__The input__.
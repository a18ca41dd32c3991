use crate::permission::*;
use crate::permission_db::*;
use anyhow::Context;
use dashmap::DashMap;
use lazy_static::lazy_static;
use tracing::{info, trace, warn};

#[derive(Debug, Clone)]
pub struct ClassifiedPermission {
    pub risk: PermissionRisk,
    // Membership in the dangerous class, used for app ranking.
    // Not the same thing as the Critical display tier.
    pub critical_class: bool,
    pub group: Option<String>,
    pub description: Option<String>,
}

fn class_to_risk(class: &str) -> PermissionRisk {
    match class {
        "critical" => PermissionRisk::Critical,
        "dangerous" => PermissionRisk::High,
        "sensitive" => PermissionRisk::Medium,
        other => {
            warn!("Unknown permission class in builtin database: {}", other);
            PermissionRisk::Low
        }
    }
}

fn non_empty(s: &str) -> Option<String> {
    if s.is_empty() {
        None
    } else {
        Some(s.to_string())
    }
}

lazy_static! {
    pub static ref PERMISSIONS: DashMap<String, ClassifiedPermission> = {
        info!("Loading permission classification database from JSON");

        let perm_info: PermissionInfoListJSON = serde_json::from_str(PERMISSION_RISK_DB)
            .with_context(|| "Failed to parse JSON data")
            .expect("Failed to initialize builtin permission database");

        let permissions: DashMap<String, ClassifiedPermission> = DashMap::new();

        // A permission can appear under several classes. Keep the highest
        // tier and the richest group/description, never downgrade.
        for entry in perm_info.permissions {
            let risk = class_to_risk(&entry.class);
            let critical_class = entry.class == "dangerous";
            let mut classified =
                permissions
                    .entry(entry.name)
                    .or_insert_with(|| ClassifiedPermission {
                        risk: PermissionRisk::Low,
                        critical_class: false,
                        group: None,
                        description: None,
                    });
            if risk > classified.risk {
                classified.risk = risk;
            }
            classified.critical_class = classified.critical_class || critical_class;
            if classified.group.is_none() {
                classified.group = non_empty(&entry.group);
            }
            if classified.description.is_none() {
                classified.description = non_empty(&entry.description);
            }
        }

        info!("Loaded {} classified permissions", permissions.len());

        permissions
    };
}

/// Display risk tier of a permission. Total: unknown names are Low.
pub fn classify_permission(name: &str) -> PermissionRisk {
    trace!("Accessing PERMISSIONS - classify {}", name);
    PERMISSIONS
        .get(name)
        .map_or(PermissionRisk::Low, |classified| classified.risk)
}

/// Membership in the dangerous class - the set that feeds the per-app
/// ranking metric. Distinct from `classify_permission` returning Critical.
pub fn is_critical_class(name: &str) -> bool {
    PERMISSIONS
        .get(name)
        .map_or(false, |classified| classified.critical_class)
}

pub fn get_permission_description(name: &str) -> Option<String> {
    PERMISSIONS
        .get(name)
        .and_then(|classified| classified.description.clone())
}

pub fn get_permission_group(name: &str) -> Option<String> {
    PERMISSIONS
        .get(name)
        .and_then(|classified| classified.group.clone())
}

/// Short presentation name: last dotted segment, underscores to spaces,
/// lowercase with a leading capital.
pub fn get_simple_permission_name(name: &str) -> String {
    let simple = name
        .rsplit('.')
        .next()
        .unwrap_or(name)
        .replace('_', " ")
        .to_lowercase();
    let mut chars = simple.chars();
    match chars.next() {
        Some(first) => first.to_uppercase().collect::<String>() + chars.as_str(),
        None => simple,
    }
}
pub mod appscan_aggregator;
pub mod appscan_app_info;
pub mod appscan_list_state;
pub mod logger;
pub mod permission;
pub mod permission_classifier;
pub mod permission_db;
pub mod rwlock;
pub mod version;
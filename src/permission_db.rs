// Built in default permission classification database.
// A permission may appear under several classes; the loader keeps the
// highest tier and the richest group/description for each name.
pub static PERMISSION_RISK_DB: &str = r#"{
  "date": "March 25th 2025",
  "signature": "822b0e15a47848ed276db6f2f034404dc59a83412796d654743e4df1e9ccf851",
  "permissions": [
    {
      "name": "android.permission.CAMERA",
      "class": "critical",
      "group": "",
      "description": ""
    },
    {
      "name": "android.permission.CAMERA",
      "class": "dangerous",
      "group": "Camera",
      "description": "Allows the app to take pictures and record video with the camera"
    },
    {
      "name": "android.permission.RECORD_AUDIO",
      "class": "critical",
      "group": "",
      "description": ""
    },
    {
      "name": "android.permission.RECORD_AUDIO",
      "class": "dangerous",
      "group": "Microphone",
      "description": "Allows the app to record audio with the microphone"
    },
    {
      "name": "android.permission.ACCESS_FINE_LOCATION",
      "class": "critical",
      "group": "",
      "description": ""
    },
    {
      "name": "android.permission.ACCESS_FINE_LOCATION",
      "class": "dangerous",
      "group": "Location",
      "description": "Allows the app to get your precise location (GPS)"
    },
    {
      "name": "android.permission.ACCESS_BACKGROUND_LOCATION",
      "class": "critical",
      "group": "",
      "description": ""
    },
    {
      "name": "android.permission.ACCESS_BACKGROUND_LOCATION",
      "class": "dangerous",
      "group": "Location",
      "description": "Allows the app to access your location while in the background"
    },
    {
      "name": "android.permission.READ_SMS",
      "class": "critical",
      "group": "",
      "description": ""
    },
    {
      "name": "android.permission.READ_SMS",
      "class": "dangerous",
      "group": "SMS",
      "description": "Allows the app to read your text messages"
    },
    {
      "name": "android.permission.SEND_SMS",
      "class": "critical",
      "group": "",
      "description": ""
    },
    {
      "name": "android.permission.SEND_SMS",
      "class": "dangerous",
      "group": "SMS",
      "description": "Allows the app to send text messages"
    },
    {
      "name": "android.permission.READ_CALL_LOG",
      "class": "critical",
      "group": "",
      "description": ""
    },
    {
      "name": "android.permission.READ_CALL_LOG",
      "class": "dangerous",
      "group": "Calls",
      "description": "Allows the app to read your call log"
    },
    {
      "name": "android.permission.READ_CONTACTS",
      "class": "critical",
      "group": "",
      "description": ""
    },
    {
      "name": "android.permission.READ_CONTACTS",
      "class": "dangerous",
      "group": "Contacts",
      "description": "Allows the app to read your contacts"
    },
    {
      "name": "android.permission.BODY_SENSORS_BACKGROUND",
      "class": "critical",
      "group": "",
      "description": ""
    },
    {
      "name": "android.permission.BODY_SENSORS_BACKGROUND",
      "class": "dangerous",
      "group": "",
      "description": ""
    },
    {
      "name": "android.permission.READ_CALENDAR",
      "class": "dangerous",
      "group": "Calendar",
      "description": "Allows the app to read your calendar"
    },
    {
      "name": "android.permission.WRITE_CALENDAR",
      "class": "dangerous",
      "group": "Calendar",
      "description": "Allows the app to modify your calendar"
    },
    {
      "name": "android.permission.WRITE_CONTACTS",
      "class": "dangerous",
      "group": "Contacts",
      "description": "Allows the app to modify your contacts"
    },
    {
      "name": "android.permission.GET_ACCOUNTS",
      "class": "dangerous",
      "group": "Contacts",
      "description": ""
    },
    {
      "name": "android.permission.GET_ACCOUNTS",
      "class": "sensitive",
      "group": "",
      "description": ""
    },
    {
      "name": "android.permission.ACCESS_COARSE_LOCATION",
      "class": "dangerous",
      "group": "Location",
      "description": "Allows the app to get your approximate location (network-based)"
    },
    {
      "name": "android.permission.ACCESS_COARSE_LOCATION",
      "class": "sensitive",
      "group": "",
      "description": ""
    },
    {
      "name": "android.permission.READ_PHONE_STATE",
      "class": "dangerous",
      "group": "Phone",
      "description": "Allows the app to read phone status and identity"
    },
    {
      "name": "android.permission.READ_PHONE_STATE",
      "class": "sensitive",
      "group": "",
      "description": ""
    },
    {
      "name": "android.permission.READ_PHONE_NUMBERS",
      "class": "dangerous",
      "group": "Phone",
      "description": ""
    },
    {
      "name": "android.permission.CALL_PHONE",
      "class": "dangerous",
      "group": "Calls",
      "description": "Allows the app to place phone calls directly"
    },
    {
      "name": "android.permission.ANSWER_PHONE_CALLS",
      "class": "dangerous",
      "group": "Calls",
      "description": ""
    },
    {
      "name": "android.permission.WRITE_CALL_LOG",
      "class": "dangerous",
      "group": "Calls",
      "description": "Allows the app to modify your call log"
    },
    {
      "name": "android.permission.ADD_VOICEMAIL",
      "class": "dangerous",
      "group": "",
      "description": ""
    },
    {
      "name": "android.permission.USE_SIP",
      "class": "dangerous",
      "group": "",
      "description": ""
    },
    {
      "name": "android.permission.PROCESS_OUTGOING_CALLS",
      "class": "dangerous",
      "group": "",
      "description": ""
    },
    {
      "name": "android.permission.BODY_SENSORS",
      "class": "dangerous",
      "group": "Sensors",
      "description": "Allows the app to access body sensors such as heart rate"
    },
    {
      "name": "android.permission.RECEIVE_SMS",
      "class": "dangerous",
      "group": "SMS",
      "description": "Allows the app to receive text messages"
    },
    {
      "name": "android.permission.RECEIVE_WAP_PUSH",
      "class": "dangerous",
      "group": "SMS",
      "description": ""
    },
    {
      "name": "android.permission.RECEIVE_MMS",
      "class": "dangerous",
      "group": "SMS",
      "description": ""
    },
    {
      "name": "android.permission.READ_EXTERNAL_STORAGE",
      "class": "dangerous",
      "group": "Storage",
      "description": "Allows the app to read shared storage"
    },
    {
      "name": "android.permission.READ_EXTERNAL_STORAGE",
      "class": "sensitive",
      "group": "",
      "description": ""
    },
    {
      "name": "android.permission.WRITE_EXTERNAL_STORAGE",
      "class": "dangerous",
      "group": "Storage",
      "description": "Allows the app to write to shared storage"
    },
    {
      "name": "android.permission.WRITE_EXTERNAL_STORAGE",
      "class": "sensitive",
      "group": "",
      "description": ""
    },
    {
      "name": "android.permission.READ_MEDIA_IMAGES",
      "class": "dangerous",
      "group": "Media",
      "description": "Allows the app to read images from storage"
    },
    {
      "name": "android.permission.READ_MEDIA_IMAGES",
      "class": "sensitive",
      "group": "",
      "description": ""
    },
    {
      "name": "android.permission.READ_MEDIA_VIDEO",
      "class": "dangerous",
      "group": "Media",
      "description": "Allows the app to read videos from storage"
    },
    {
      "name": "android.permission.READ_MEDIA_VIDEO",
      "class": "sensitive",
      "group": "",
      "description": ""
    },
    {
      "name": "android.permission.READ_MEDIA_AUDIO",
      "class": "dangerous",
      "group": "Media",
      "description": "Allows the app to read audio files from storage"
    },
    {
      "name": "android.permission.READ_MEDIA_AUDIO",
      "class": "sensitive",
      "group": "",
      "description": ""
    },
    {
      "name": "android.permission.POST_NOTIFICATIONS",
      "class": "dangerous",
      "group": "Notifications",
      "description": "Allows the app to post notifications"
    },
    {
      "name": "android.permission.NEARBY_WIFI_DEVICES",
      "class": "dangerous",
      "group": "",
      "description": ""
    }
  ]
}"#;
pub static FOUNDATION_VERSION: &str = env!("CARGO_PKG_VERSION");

__Work instruction__. In the entries above, which lines hold the word "classification"? Copy them out.

__Result of this task__.
        info!("Loading permission classification database from JSON");
// Built in default permission classification database.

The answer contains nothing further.